研究者らは、自己免疫疾患である狼瘡(ループス)の一型を、ある突然変異に遡ることができた。 Researchers were able to trace a form of the autoimmune disease lupus back to a single mutation
2024-01-12 マックス・プランク研究所
© MPI f. Infection Biology/ Fenja Blank
◆研究により、蛋白質複合体BORCがこの受容体の分解に必要であり、その過程でUNC93B1という別の蛋白質も必要であることが示されました。UNC93B1に変異があると、ループスと呼ばれる自己免疫疾患の原因となり得ることが判明し、治療法への新しいアプローチが提案されました。
◆UNC93B1の変異検査は、ループス治療の一環として採用され、炎症を予防する新たなアプローチが注目されています。
<関連情報>
- https://www.mpg.de/21374791/lupus-trigger?c=2249
- https://www.science.org/doi/10.1126/sciimmunol.adi9575
TLR7の分解選別がヒトループス(狼瘡)と関連していることが判明 Disrupted degradative sorting of TLR7 is associated with human lupus
Harshita Mishra,Claire Schlack-Leigers,Ee Lyn Lim,Oliver Thieck,Thomas Magg,Johannes Raedler,Christine Wolf,Christoph Klein,Helge Ewers,Min Ae Lee-Kirsch,David Meierhofer,Fabian Hauck,and Olivia Majer
Science Immunology Published:11 Jan 2024
DOI:https://doi.org/10.1126/sciimmunol.adi9575
Abstract
Hyperactive TLR7 signaling has long been appreciated as driver of autoimmune disease in mouse models.
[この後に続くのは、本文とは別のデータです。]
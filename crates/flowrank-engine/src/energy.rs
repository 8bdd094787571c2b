//! Raw Energy: how active and ready a node currently is.
//!
//! ```text
//! energy = (baseline[stage] + min(usageBonusCap, dependents)) * cooldown
//! ```
//!
//! `cooldown` is `cooldownFactor` for Echo-stage or done nodes and 1.0
//! otherwise. The raw value is not bounded to 0..=100; the normalizer
//! rescales it across the whole set.

use flowrank_core::{DependencyGraph, FlowConfig, NodeRecord, Signal};

/// Raw Energy of one record with `dependent_count` dependents.
pub fn raw_energy(record: &NodeRecord, dependent_count: usize, config: &FlowConfig) -> f64 {
    let baseline = config.energy_baseline.get(record.signal);
    let usage_bonus = (dependent_count as f64).min(config.usage_bonus_cap);
    (baseline + usage_bonus) * cooldown(record, config)
}

/// Energy multiplier for a record.
pub fn cooldown(record: &NodeRecord, config: &FlowConfig) -> f64 {
    if record.signal == Signal::Echo || record.done {
        config.cooldown_factor
    } else {
        1.0
    }
}

/// Raw Energy for every node, indexed by node position.
pub fn raw_energies(graph: &DependencyGraph<'_>, config: &FlowConfig) -> Vec<f64> {
    graph
        .node_ids()
        .map(|n| raw_energy(graph.record(n), graph.dependent_count(n), config))
        .collect()
}
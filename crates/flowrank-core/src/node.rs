//! Node records: one catalog entry with its lifecycle and dependency metadata.
//!
//! A [`NodeRecord`] is the typed view of one JSON object from the record set.
//! Keys the engine does not know about (titles, links, page copy) are kept in
//! [`NodeRecord::extra`] so that writing the record back does not lose them.

use serde::{Deserialize, Serialize};
use serde_json::{Map, Value};

// ---------------------------------------------------------------------------
// Lifecycle stage
// ---------------------------------------------------------------------------

/// Lifecycle stage of a node, in lifecycle order.
#[derive(Debug, Clone, Copy, PartialEq, Eq, Hash, PartialOrd, Ord, Serialize, Deserialize)]
pub enum Signal {
    Seed,
    Awake,
    Wiring,
    Live,
    Echo,
    Archive,
}

impl Signal {
    /// All stages in lifecycle order.
    pub const ALL: [Signal; 6] = [
        Signal::Seed,
        Signal::Awake,
        Signal::Wiring,
        Signal::Live,
        Signal::Echo,
        Signal::Archive,
    ];

    /// The wire name of the stage.
    pub fn as_str(self) -> &'static str {
        match self {
            Signal::Seed => "Seed",
            Signal::Awake => "Awake",
            Signal::Wiring => "Wiring",
            Signal::Live => "Live",
            Signal::Echo => "Echo",
            Signal::Archive => "Archive",
        }
    }

    /// Parses a wire name. Matching is exact.
    pub fn parse(name: &str) -> Option<Signal> {
        Signal::ALL.into_iter().find(|s| s.as_str() == name)
    }
}

// ---------------------------------------------------------------------------
// Node record
// ---------------------------------------------------------------------------

/// One node record as read from and written back to the record set.
///
/// The first block of fields is input; `energy`, `priority`, `flow` and
/// `flow_tier` are outputs and are overwritten on every run.
#[derive(Debug, Clone, PartialEq, Serialize, Deserialize)]
#[serde(rename_all = "camelCase")]
pub struct NodeRecord {
    /// Unique stable key.
    pub id: String,
    /// Category used for sector weighting.
    pub sector: String,
    /// Lifecycle stage.
    pub signal: Signal,
    /// Ids this node requires, in declared order. May name unknown nodes.
    #[serde(default)]
    pub depends_on: Vec<String>,
    /// Declared tier (Platform, Prod-Critical, Internal, ...).
    #[serde(default, skip_serializing_if = "Option::is_none")]
    pub tier: Option<String>,
    /// Establishes a priority floor when set.
    #[serde(default, skip_serializing_if = "is_false")]
    pub foundational: bool,
    /// Manual urgency dial, 0..=10.
    #[serde(default, skip_serializing_if = "is_zero")]
    pub time_pressure: u8,
    /// Marks the node as finished; triggers the energy cooldown.
    #[serde(default, skip_serializing_if = "is_false")]
    pub done: bool,
    /// Per-node strategy base for priority. Falls back to the configured default.
    #[serde(default, skip_serializing_if = "Option::is_none")]
    pub strategy_base: Option<f64>,

    /// Normalized energy, 0..=100.
    #[serde(default, skip_serializing_if = "Option::is_none")]
    pub energy: Option<u8>,
    /// Normalized priority, 0..=100.
    #[serde(default, skip_serializing_if = "Option::is_none")]
    pub priority: Option<u8>,
    /// Flow index, 0..=100.
    #[serde(default, skip_serializing_if = "Option::is_none")]
    pub flow: Option<u8>,
    /// Id of the flow tier band the flow index falls in.
    #[serde(default, skip_serializing_if = "Option::is_none")]
    pub flow_tier: Option<String>,

    /// Every other key of the source object, preserved verbatim.
    #[serde(flatten)]
    pub extra: Map<String, Value>,
}

fn is_false(b: &bool) -> bool {
    !*b
}

fn is_zero(n: &u8) -> bool {
    *n == 0
}

impl NodeRecord {
    /// A bare record with no dependencies and no optional inputs.
    pub fn new(id: impl Into<String>, sector: impl Into<String>, signal: Signal) -> Self {
        NodeRecord {
            id: id.into(),
            sector: sector.into(),
            signal,
            depends_on: Vec::new(),
            tier: None,
            foundational: false,
            time_pressure: 0,
            done: false,
            strategy_base: None,
            energy: None,
            priority: None,
            flow: None,
            flow_tier: None,
            extra: Map::new(),
        }
    }

    /// Builder-style helper for declaring dependencies.
    pub fn depends_on<I, S>(mut self, deps: I) -> Self
    where
        I: IntoIterator<Item = S>,
        S: Into<String>,
    {
        self.depends_on = deps.into_iter().map(Into::into).collect();
        self
    }

    /// Returns `true` once a run has written scores onto this record.
    pub fn is_scored(&self) -> bool {
        self.energy.is_some() && self.priority.is_some() && self.flow.is_some()
    }
}
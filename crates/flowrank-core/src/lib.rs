pub mod config;
pub mod error;
pub mod graph;
pub mod id;
pub mod node;
pub mod validate;

// Re-export commonly used types
pub use config::{FlowConfig, StageTable, TierBand};
pub use error::{CoreError, RecordError};
pub use graph::{DanglingRef, DependencyGraph};
pub use id::NodeId;
pub use node::{NodeRecord, Signal};
pub use validate::{check_records, decode_records, validate_values};
//! Input shape validation for node record sets.
//!
//! Validation runs before any computation and collects every problem in the
//! set instead of stopping at the first, so an operator can fix a data file
//! in one pass. Two entry points exist:
//!
//! - [`validate_values`] checks raw JSON objects, catching shape errors
//!   (missing `id`, non-list `dependsOn`, unknown `signal`) that typed
//!   decoding would report one at a time and without record context.
//! - [`check_records`] checks already-typed records built by library
//!   callers, covering the invariants the type system cannot express.
//!
//! [`decode_records`] combines the first with typed decoding.

use std::collections::HashSet;

use serde_json::Value;

use crate::error::{CoreError, RecordError};
use crate::node::{NodeRecord, Signal};

/// Largest accepted `timePressure`.
pub const MAX_TIME_PRESSURE: u8 = 10;

/// Validates raw JSON records.
///
/// Returns `Err` with every problem found, in record order.
pub fn validate_values(values: &[Value]) -> Result<(), Vec<RecordError>> {
    let mut errors = Vec::new();
    let mut seen_ids: HashSet<&str> = HashSet::new();

    for (index, value) in values.iter().enumerate() {
        let Some(obj) = value.as_object() else {
            errors.push(RecordError::new(index, None, "record", "must be a JSON object"));
            continue;
        };

        let id = match obj.get("id") {
            None => {
                errors.push(RecordError::new(index, None, "id", "missing"));
                None
            }
            Some(Value::String(s)) if s.trim().is_empty() => {
                errors.push(RecordError::new(index, None, "id", "must not be empty"));
                None
            }
            Some(Value::String(s)) => {
                if !seen_ids.insert(s.as_str()) {
                    errors.push(RecordError::new(index, Some(s), "id", "duplicate id"));
                }
                Some(s.as_str())
            }
            Some(_) => {
                errors.push(RecordError::new(index, None, "id", "must be a string"));
                None
            }
        };
        let mut push = |field: &str, message: &str| {
            errors.push(RecordError::new(index, id, field, message));
        };

        match obj.get("sector") {
            Some(Value::String(_)) => {}
            None => push("sector", "missing"),
            Some(_) => push("sector", "must be a string"),
        }

        match obj.get("signal") {
            Some(Value::String(s)) if Signal::parse(s).is_some() => {}
            Some(Value::String(s)) => push(
                "signal",
                &format!("unknown stage '{s}', expected one of Seed, Awake, Wiring, Live, Echo, Archive"),
            ),
            None => push("signal", "missing"),
            Some(_) => push("signal", "must be a string"),
        }

        match obj.get("dependsOn") {
            None | Some(Value::Null) => {}
            Some(Value::Array(items)) => {
                if items.iter().any(|v| !v.is_string()) {
                    push("dependsOn", "entries must be node id strings");
                }
            }
            Some(_) => push("dependsOn", "must be a list of node ids"),
        }

        match obj.get("tier") {
            None | Some(Value::Null) | Some(Value::String(_)) => {}
            Some(_) => push("tier", "must be a string or null"),
        }

        for flag in ["foundational", "done"] {
            match obj.get(flag) {
                None | Some(Value::Null) | Some(Value::Bool(_)) => {}
                Some(_) => push(flag, "must be a boolean"),
            }
        }

        match obj.get("timePressure") {
            None | Some(Value::Null) => {}
            Some(v) => match v.as_u64() {
                Some(n) if n <= u64::from(MAX_TIME_PRESSURE) => {}
                _ => push("timePressure", "must be an integer between 0 and 10"),
            },
        }

        match obj.get("strategyBase") {
            None | Some(Value::Null) => {}
            Some(v) => match v.as_f64() {
                Some(n) if n.is_finite() && n >= 0.0 => {}
                _ => push("strategyBase", "must be a non-negative number"),
            },
        }
    }

    if errors.is_empty() {
        Ok(())
    } else {
        Err(errors)
    }
}

/// Validates typed records.
///
/// Checks id presence and uniqueness, the `timePressure` range and the
/// `strategyBase` domain.
pub fn check_records(records: &[NodeRecord]) -> Result<(), Vec<RecordError>> {
    let mut errors = Vec::new();
    let mut seen_ids: HashSet<&str> = HashSet::new();

    for (index, record) in records.iter().enumerate() {
        let id = Some(record.id.as_str()).filter(|s| !s.trim().is_empty());
        match id {
            None => errors.push(RecordError::new(index, None, "id", "must not be empty")),
            Some(id) if !seen_ids.insert(id) => {
                errors.push(RecordError::new(index, Some(id), "id", "duplicate id"))
            }
            Some(_) => {}
        }
        if record.time_pressure > MAX_TIME_PRESSURE {
            errors.push(RecordError::new(
                index,
                id,
                "timePressure",
                "must be an integer between 0 and 10",
            ));
        }
        if let Some(base) = record.strategy_base {
            if !(base.is_finite() && base >= 0.0) {
                errors.push(RecordError::new(
                    index,
                    id,
                    "strategyBase",
                    "must be a non-negative number",
                ));
            }
        }
    }

    if errors.is_empty() {
        Ok(())
    } else {
        Err(errors)
    }
}

/// Validates raw JSON records, then decodes them.
///
/// Nothing is decoded unless the whole set passes validation.
pub fn decode_records(values: Vec<Value>) -> Result<Vec<NodeRecord>, CoreError> {
    validate_values(&values).map_err(CoreError::Validation)?;
    values
        .into_iter()
        .map(|v| serde_json::from_value(prepare(v)).map_err(CoreError::from))
        .collect()
}

/// Computed fields, overwritten by every run.
const OUTPUT_SCORES: [&str; 3] = ["energy", "priority", "flow"];
const OUTPUT_TIER: &str = "flowTier";

/// Prepares a validated object for typed decoding.
///
/// Explicit nulls on optional inputs are removed so they decode as absent.
/// Stale outputs that do not fit their field (a score outside 0..=100, a
/// non-string tier) are dropped; a run overwrites them anyway.
fn prepare(mut value: Value) -> Value {
    if let Some(obj) = value.as_object_mut() {
        for key in ["dependsOn", "foundational", "done", "timePressure", "strategyBase"] {
            if obj.get(key).is_some_and(Value::is_null) {
                obj.remove(key);
            }
        }
        for key in OUTPUT_SCORES {
            let fits = obj
                .get(key)
                .is_some_and(|v| v.as_u64().is_some_and(|n| n <= 100));
            if !fits {
                obj.remove(key);
            }
        }
        if !obj.get(OUTPUT_TIER).is_some_and(Value::is_string) {
            obj.remove(OUTPUT_TIER);
        }
    }
    value
}

#[cfg(test)]
mod tests {
    use super::*;
    use serde_json::json;

    fn fields(errors: &[RecordError]) -> Vec<(usize, &str)> {
        errors.iter().map(|e| (e.index, e.field.as_str())).collect()
    }

    #[test]
    fn valid_set_passes_and_decodes() {
        let values = vec![
            json!({"id": "k", "sector": "Core", "signal": "Wiring", "dependsOn": [], "foundational": true, "timePressure": 3}),
            json!({"id": "t", "sector": "Transport", "signal": "Live", "dependsOn": ["k"], "tier": null, "timePressure": 1}),
        ];
        let records = decode_records(values).unwrap();
        assert_eq!(records.len(), 2);
        assert_eq!(records[1].depends_on, vec!["k"]);
        assert!(records[1].tier.is_none());
    }

    #[test]
    fn missing_id_rejected() {
        let values = vec![json!({"sector": "Core", "signal": "Live"})];
        let errors = validate_values(&values).unwrap_err();
        assert_eq!(fields(&errors), vec![(0, "id")]);
    }

    #[test]
    fn non_list_depends_on_rejected() {
        let values = vec![json!({"id": "a", "sector": "Ops", "signal": "Live", "dependsOn": "b"})];
        let errors = validate_values(&values).unwrap_err();
        assert_eq!(fields(&errors), vec![(0, "dependsOn")]);
        assert_eq!(errors[0].id.as_deref(), Some("a"));
    }

    #[test]
    fn collects_every_problem() {
        let values = vec![
            json!("not an object"),
            json!({"id": "a", "sector": 3, "signal": "Dormant", "dependsOn": [1]}),
            json!({"id": "a", "sector": "Ops", "signal": "Live", "timePressure": 11, "foundational": "yes"}),
        ];
        let errors = validate_values(&values).unwrap_err();
        assert_eq!(
            fields(&errors),
            vec![
                (0, "record"),
                (1, "sector"),
                (1, "signal"),
                (1, "dependsOn"),
                (2, "id"),
                (2, "foundational"),
                (2, "timePressure"),
            ]
        );
    }

    #[test]
    fn negative_or_fractional_time_pressure_rejected() {
        for tp in [json!(-1), json!(2.5), json!("3")] {
            let values = vec![json!({"id": "a", "sector": "Ops", "signal": "Live", "timePressure": tp})];
            assert!(validate_values(&values).is_err());
        }
    }

    #[test]
    fn decode_refuses_when_any_record_invalid() {
        let values = vec![
            json!({"id": "ok", "sector": "Ops", "signal": "Live"}),
            json!({"id": "", "sector": "Ops", "signal": "Live"}),
        ];
        match decode_records(values) {
            Err(CoreError::Validation(errors)) => assert_eq!(errors.len(), 1),
            other => panic!("expected validation failure, got {other:?}"),
        }
    }

    #[test]
    fn unfit_stale_outputs_are_dropped_before_decoding() {
        let values = vec![
            json!({"id": "a", "sector": "Ops", "signal": "Live", "energy": 300, "flow": 55.5, "flowTier": 3, "priority": 42}),
            json!({"id": "b", "sector": "Ops", "signal": "Live", "energy": -1, "priority": null, "flow": "80", "flowTier": "active"}),
        ];
        let records = decode_records(values).unwrap();

        assert_eq!(records[0].energy, None);
        assert_eq!(records[0].flow, None);
        assert_eq!(records[0].flow_tier, None);
        assert_eq!(records[0].priority, Some(42));
        assert!(!records[0].extra.contains_key("energy"));

        assert_eq!(records[1].energy, None);
        assert_eq!(records[1].priority, None);
        assert_eq!(records[1].flow, None);
        assert_eq!(records[1].flow_tier.as_deref(), Some("active"));
    }

    #[test]
    fn typed_records_checked_for_duplicates_and_range() {
        let mut dup = NodeRecord::new("a", "Ops", Signal::Live);
        dup.time_pressure = 12;
        let records = vec![NodeRecord::new("a", "Ops", Signal::Live), dup];
        let errors = check_records(&records).unwrap_err();
        assert_eq!(fields(&errors), vec![(1, "id"), (1, "timePressure")]);
    }
}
Recently, gain-of-function mutations in TLR7 were identified as a monogenic cause of human lupus. TLR7 is an intracellular transmembrane receptor, sensing RNA breakdown products within late endosomes. Here, we show that endosome dysfunction leads to unrestricted TLR7 signaling and is associated with human lupus. The late endosomal BORC complex together with the small GTPase Arl8b controls intracellular TLR7 levels by regulating receptor turnover. This requires a direct interaction between the TLR7-associated trafficking factor Unc93b1 and Arl8b. We identified an UNC93B1 mutation in a patient with childhood-onset lupus, which results in reduced BORC interaction and endosomal TLR7 accumulation. Therefore, a failure to control TLR7 turnover is sufficient to break immunological tolerance to nucleic acids. Our results highlight the importance of an intact endomembrane system in preventing pathological TLR7 signaling and autoimmune disease.